[WHAT IS EXPECTED] Work out how many lines in the data below contain "character", and state that count with nothing added.

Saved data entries
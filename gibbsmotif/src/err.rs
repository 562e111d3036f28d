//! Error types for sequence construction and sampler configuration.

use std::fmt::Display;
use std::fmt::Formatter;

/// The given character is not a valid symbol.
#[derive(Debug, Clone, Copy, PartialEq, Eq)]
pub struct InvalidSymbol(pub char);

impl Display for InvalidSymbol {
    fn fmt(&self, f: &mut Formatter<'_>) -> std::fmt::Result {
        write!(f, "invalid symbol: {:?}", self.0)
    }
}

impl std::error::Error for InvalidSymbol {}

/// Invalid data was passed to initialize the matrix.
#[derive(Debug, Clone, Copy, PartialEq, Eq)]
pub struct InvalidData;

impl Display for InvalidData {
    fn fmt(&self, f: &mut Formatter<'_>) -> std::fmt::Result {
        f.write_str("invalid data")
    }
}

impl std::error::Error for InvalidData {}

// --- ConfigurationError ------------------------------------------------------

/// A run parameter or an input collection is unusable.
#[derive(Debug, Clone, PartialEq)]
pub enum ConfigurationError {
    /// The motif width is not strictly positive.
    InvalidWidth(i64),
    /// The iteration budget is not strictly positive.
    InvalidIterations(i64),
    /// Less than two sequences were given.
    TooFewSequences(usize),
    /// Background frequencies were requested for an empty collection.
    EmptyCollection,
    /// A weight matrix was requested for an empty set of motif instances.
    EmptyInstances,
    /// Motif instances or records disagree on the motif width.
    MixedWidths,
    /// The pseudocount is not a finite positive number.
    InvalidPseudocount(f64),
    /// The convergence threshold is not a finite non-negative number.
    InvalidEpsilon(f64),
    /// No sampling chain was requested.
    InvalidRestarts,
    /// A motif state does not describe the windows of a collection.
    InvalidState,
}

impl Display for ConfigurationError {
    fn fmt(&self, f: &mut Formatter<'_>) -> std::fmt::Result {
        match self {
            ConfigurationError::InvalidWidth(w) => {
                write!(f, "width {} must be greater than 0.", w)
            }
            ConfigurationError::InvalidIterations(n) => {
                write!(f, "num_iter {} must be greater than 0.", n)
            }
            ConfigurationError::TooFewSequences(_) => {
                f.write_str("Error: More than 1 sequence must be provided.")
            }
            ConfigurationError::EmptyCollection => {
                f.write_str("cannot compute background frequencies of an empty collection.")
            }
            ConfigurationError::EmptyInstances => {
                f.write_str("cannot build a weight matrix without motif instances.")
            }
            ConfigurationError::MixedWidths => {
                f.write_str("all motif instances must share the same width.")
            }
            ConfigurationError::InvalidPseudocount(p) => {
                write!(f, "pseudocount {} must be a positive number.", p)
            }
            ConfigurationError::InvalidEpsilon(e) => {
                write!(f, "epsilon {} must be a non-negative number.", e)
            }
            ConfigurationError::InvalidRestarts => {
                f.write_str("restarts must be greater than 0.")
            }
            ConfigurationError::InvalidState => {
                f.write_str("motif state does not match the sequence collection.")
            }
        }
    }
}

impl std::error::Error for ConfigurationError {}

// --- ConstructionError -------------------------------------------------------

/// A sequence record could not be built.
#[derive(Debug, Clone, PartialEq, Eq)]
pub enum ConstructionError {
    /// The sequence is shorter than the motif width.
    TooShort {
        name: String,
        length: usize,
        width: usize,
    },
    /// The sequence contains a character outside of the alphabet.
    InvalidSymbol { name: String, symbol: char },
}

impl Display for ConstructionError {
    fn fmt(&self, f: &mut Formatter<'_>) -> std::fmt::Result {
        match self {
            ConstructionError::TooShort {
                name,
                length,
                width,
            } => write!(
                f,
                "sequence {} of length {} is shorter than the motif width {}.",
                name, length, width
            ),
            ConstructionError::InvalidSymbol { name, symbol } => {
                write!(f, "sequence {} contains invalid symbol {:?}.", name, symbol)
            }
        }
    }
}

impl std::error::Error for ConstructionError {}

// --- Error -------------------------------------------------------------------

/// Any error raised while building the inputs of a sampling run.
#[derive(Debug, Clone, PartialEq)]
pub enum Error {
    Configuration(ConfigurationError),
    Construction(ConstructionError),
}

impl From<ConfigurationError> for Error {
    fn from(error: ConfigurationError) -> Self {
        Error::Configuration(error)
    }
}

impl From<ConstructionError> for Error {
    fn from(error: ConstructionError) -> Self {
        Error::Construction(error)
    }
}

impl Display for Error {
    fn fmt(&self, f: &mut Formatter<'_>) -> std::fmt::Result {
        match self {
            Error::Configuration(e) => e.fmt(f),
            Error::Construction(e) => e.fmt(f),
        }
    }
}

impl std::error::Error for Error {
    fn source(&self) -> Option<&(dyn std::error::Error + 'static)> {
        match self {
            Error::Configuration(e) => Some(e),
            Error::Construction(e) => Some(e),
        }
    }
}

...

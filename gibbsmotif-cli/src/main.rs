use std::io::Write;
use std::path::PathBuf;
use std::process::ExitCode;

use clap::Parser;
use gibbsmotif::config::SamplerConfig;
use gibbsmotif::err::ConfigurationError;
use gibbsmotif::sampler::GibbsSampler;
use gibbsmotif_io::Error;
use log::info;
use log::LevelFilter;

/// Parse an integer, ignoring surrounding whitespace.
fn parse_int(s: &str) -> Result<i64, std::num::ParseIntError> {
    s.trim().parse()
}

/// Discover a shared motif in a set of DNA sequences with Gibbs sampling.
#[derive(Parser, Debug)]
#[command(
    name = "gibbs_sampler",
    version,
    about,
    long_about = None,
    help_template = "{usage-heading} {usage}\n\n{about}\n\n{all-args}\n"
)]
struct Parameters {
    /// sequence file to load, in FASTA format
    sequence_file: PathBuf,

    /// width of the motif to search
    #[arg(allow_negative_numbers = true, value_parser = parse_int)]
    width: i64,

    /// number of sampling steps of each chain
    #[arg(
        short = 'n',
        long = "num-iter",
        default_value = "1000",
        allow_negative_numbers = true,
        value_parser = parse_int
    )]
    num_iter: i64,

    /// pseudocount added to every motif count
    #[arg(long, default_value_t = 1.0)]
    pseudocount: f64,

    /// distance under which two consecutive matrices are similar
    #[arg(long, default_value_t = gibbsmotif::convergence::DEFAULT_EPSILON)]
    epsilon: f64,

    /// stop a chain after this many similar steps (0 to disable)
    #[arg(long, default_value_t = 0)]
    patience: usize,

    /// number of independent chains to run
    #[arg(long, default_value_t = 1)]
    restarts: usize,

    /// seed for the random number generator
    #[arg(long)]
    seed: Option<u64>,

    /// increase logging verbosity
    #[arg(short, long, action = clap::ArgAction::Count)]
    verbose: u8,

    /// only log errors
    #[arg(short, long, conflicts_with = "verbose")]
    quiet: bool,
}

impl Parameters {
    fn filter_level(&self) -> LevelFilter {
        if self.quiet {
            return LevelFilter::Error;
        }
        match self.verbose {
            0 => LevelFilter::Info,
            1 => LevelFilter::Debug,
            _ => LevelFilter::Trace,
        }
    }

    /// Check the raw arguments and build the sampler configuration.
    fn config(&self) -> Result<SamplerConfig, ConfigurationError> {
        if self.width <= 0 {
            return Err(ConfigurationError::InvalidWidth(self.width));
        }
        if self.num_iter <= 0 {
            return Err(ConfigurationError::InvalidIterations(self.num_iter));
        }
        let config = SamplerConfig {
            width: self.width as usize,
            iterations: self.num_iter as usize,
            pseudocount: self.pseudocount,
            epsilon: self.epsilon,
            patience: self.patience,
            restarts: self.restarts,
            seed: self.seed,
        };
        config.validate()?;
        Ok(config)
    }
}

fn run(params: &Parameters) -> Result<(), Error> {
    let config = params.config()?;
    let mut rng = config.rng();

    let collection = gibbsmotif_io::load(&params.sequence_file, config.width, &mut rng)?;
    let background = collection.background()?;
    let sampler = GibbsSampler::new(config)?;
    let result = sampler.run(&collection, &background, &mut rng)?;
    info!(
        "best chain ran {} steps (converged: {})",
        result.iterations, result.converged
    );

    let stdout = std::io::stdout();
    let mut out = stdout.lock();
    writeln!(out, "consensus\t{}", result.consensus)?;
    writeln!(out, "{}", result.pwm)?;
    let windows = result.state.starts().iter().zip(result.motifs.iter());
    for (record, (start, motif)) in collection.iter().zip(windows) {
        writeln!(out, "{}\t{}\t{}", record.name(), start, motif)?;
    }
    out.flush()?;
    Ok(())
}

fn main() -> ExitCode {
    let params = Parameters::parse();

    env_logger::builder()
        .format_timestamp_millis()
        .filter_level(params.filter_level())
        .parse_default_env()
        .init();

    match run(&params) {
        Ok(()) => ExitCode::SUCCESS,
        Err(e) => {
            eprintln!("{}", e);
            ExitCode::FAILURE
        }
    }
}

[OUTPUT FOR THIS TASK] 2